White Beech are a set and forget seedling, taking anywhere from 6 to 12 months to germinate. Just put them somewhere they will get water from time to time. If they are in sand or well draining seed raising mix all the better, but they shouldn't be allowed to dry out too often, over the winter is not a problem though, just make sure they have moisture in the Spring in case they decide to germinate.
Once they are up they seem to fairly tolerant of criminal neglect which they received, no water, the shade house was neglected at the time, everything was dead from Winter frosts, huge 1metre high weeds had sprouted etc, then one day we decided to clean it up and there were all these White Beech seedlings, a bit droopy in their bone dry ice cream containers and seedling trays.
After 2 or 3 years of modest growth the leaves change to another immature form.
The same Gmelina leichhardtii as immediatley above, the trunk at this age is quite distinctive, this little tree is about 1.7 metres tall and is from tthe same batch, planted perhaps a month later than the frost affected specimen above.
This one had about 300cm bitten off the top by last winters very heavy frosts but has made good that loss.
Once you have walked underneath a Gmelina leichardtii or White Beech
for the first time on a sunny day you will always know what you are
looking at. They are quite unmistakeable. The tracery of the
leaves is quite distinctive.
As the trees age the leaves get rounder, or ovate to broad ovate. While this tree is perhaps 15 to 20 metres tall it is not particularly old so far as White Beech are concerned, my estimate is perhaps only 20 to 25 years. It is just starting to poke through the surrounding Eucalypts. Older trees have more ovate leaves than these, at least in Mooral Creek.
The earliest trees to be logged in the valley in any number were the Red Cedar in the 1880s and 90s. The next species to suffer were the White Beech, we know from written history there were still some stands left in the 1920s, though all the really good ones having been taken by then.
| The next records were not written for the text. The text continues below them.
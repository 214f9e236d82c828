use vesper_shared::Serial;

use crate::error::WorldError;

/// Hands out fresh serials, one counter per entity kind. Serials are never
/// reused within a run.
pub struct SerialAllocator {
    next_mobile: u32,
    next_item: u32,
}

impl Default for SerialAllocator {
    fn default() -> Self {
        Self {
            next_mobile: Serial::MOBILE_START,
            next_item: Serial::ITEM_START,
        }
    }
}

impl SerialAllocator {
    pub fn new() -> Self {
        Self::default()
    }

    pub fn next_mobile(&mut self) -> Result<Serial, WorldError> {
        if self.next_mobile >= Serial::ITEM_START {
            return Err(WorldError::SerialsExhausted { kind: "mobiles" });
        }
        let serial = Serial::new(self.next_mobile);
        self.next_mobile += 1;
        Ok(serial)
    }

    pub fn next_item(&mut self) -> Result<Serial, WorldError> {
        if self.next_item >= Serial::ITEM_END {
            return Err(WorldError::SerialsExhausted { kind: "items" });
        }
        let serial = Serial::new(self.next_item);
        self.next_item += 1;
        Ok(serial)
    }

    /// Moves the counters past a serial that was assigned elsewhere
    pub fn reserve(&mut self, serial: Serial) {
        let value = serial.value();
        if serial.is_mobile() && value >= self.next_mobile {
            self.next_mobile = value + 1;
        } else if serial.is_item() && value >= self.next_item {
            self.next_item = value + 1;
        }
    }
}
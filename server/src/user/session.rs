use std::collections::HashMap;

use vesper_shared::{ObserverKey, ProtocolVariant, Serial};

// Session

/// A connected observer: the mobile it controls, the dialect its client
/// speaks and how far it can see.
#[derive(Clone, Debug, PartialEq, Eq)]
pub struct Session {
    key: ObserverKey,
    mobile: Serial,
    variant: ProtocolVariant,
    update_range: i32,
}

impl Session {
    pub(crate) fn new(key: ObserverKey, mobile: Serial, variant: ProtocolVariant, update_range: i32) -> Self {
        Self {
            key,
            mobile,
            variant,
            update_range,
        }
    }

    pub fn key(&self) -> ObserverKey {
        self.key
    }

    pub fn mobile(&self) -> Serial {
        self.mobile
    }

    pub fn variant(&self) -> ProtocolVariant {
        self.variant
    }

    pub fn update_range(&self) -> i32 {
        self.update_range
    }

    pub(crate) fn set_update_range(&mut self, update_range: i32) {
        self.update_range = update_range;
    }
}

// Sessions

#[derive(Default)]
pub struct Sessions {
    sessions: HashMap<ObserverKey, Session>,
    next_key: u64,
}

impl Sessions {
    pub fn new() -> Self {
        Self::default()
    }

    pub(crate) fn open(&mut self, mobile: Serial, variant: ProtocolVariant, update_range: i32) -> ObserverKey {
        self.next_key += 1;
        let key = ObserverKey::new(self.next_key);
        self.sessions
            .insert(key, Session::new(key, mobile, variant, update_range));
        key
    }

    pub(crate) fn close(&mut self, key: &ObserverKey) -> Option<Session> {
        self.sessions.remove(key)
    }

    pub fn get(&self, key: &ObserverKey) -> Option<&Session> {
        self.sessions.get(key)
    }

    pub(crate) fn get_mut(&mut self, key: &ObserverKey) -> Option<&mut Session> {
        self.sessions.get_mut(key)
    }

    pub fn contains(&self, key: &ObserverKey) -> bool {
        self.sessions.contains_key(key)
    }

    pub fn len(&self) -> usize {
        self.sessions.len()
    }

    pub fn is_empty(&self) -> bool {
        self.sessions.is_empty()
    }

    pub fn keys(&self) -> impl Iterator<Item = &ObserverKey> {
        self.sessions.keys()
    }
}
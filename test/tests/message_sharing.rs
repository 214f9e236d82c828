/// Packets differ across observers only by protocol dialect and by the
/// standing of the subject toward the observer. Each distinct pair is built
/// once per flush and the same buffer goes to everyone sharing it.

use std::rc::Rc;

use vesper_shared::{DirtyFlags, Notoriety, PacketKind, Point3D, ProtocolVariant};
use vesper_test::{settle, spawn_mobile, spawn_player, FactoryCall, TestWorldBuilder, SHARD};

fn init() {
    let _ = env_logger::builder().is_test(true).try_init();
}

#[test]
fn one_build_per_dialect() {
    init();
    let mut world = TestWorldBuilder::new().build();
    let subject = spawn_mobile(&mut world, "a horse", 100, 100);
    let mut legacy = Vec::new();
    let mut extended = Vec::new();
    for offset in 0..5 {
        legacy.push(spawn_player(&mut world, "legacy", 95 + offset, 98, ProtocolVariant::Legacy).1);
    }
    for offset in 0..3 {
        extended.push(spawn_player(&mut world, "extended", 95 + offset, 103, ProtocolVariant::Extended).1);
    }
    settle(&mut world);

    world.mark_dirty(subject, DirtyFlags::POSITION);
    world.flush_all();

    assert_eq!(world.factory().calls(FactoryCall::Moving), 2);
    assert_eq!(world.outbox().count_kind(PacketKind::MobileMoving), 8);
    let first = world.outbox().to(legacy[0])[0].clone();
    for key in legacy.iter() {
        assert!(Rc::ptr_eq(&first, world.outbox().to(*key)[0]));
    }
    let other = world.outbox().to(extended[0])[0].clone();
    assert!(!Rc::ptr_eq(&first, &other));
}

#[test]
fn standing_splits_the_bucket() {
    init();
    let mut world = TestWorldBuilder::new().build();
    let subject = spawn_mobile(&mut world, "a guard", 100, 100);
    world.set_mobile_guild(subject, Some(7)).unwrap();
    let (friend, friend_key) = spawn_player(&mut world, "a guildmate", 101, 100, ProtocolVariant::Legacy);
    world.set_mobile_guild(friend, Some(7)).unwrap();
    let (_, stranger_key) = spawn_player(&mut world, "a stranger", 102, 100, ProtocolVariant::Legacy);
    settle(&mut world);

    world.set_mobile_notoriety(subject, Notoriety::Criminal).unwrap();
    world.flush_all();

    assert_eq!(world.factory().calls(FactoryCall::Moving), 2);
    let to_friend = world.outbox().to(friend_key);
    let to_stranger = world.outbox().to(stranger_key);
    assert_eq!(to_friend.len(), 1);
    assert_eq!(to_stranger.len(), 1);
    assert_ne!(to_friend[0].bytes(), to_stranger[0].bytes());
}

#[test]
fn full_resync_builds_per_pair_and_releases_between_entities() {
    init();
    let mut world = TestWorldBuilder::new().build();
    let first = spawn_mobile(&mut world, "a bear", 100, 100);
    let second = spawn_mobile(&mut world, "a wolf", 102, 100);
    spawn_player(&mut world, "one", 101, 101, ProtocolVariant::Legacy);
    spawn_player(&mut world, "two", 101, 99, ProtocolVariant::Legacy);
    settle(&mut world);

    world.set_mobile_body(first, 0xD5).unwrap();
    world.set_mobile_body(second, 0xE1).unwrap();
    world.flush_all();

    // one per mobile: the second entity never reuses the first one's packet
    assert_eq!(world.factory().calls(FactoryCall::Full), 2);
    assert_eq!(world.outbox().count_kind(PacketKind::MobileIncoming), 4);
}

#[test]
fn own_session_gets_exact_values() {
    init();
    let mut world = TestWorldBuilder::new().build();
    let (fighter, own) = spawn_player(&mut world, "a fighter", 100, 100, ProtocolVariant::Legacy);
    let (_, other) = spawn_player(&mut world, "a healer", 101, 100, ProtocolVariant::Legacy);
    settle(&mut world);

    world.set_mobile_hits(fighter, 30, 60).unwrap();
    world.flush_all();

    let mine = world.outbox().to(own);
    let theirs = world.outbox().to(other);
    assert_eq!(mine.len(), 1);
    assert_eq!(theirs.len(), 1);
    assert_eq!(&mine[0].bytes()[5..9], &[0, 60, 0, 30]);
    assert_eq!(&theirs[0].bytes()[5..9], &[0, 25, 0, 12]);
    assert_eq!(world.factory().calls(FactoryCall::Hits), 2);
}

#[test]
fn long_names_still_reach_watchers() {
    init();
    let mut world = TestWorldBuilder::new().build();
    let (knight, own) = spawn_player(&mut world, "a knight", 100, 100, ProtocolVariant::Legacy);
    let (_, watcher) = spawn_player(&mut world, "a squire", 101, 100, ProtocolVariant::Extended);
    settle(&mut world);

    world.set_mobile_name(knight, "Sir Reginald the Extremely Brave").unwrap();
    let report = world.flush_all();

    assert_eq!(report.failed, 0);
    for key in [own, watcher] {
        let packets = world.outbox().to(key);
        let status = packets
            .iter()
            .find(|packet| packet.kind() == PacketKind::MobileStatus)
            .expect("status sent");
        assert_eq!(&status.bytes()[7..37], b"Sir Reginald the Extremely Bra");
    }
}

#[test]
fn resync_in_the_same_flush_swallows_the_step() {
    init();
    let mut world = TestWorldBuilder::new().build();
    let bear = spawn_mobile(&mut world, "a bear", 100, 100);
    let (_, watcher) = spawn_player(&mut world, "a hunter", 101, 101, ProtocolVariant::Legacy);
    settle(&mut world);

    world.move_mobile(bear, SHARD, Point3D::new(101, 100, 0)).unwrap();
    world.set_mobile_body(bear, 0xD5).unwrap();
    world.flush_all();

    assert_eq!(world.factory().calls(FactoryCall::Moving), 0);
    assert_eq!(world.outbox().summary(watcher), vec![(PacketKind::MobileIncoming, bear)]);
}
Red Cedar and White Beech seem to have been the only 2 tree species to have been considered of exceptional monetary value then.
Europeans started living in Mooral Creek in 1903, having moved into the Cedar Party Creek valley next to us earlier than that.
What you can see in photo on the right is not fruit from this tree, way too small, they are seed capsules on a small branch that has fallen off the Grey Gum, Sydney Blue Gum or Tallowwood above. I have seen 3 White Beech that are old enough, like this one to bear fruit. I'm fairly confident they have fruited in the past because there are immature specimens in the vicinity, rather than just the suckers which are also present, easy to tell apart by the type of leaves on them. I'm still discovering smaller specimens in various areas, 2 to 5 metres tall.
One of my favourite leaves.
The trunk of the same tree, other specimens have a higher percentage of white bark visible.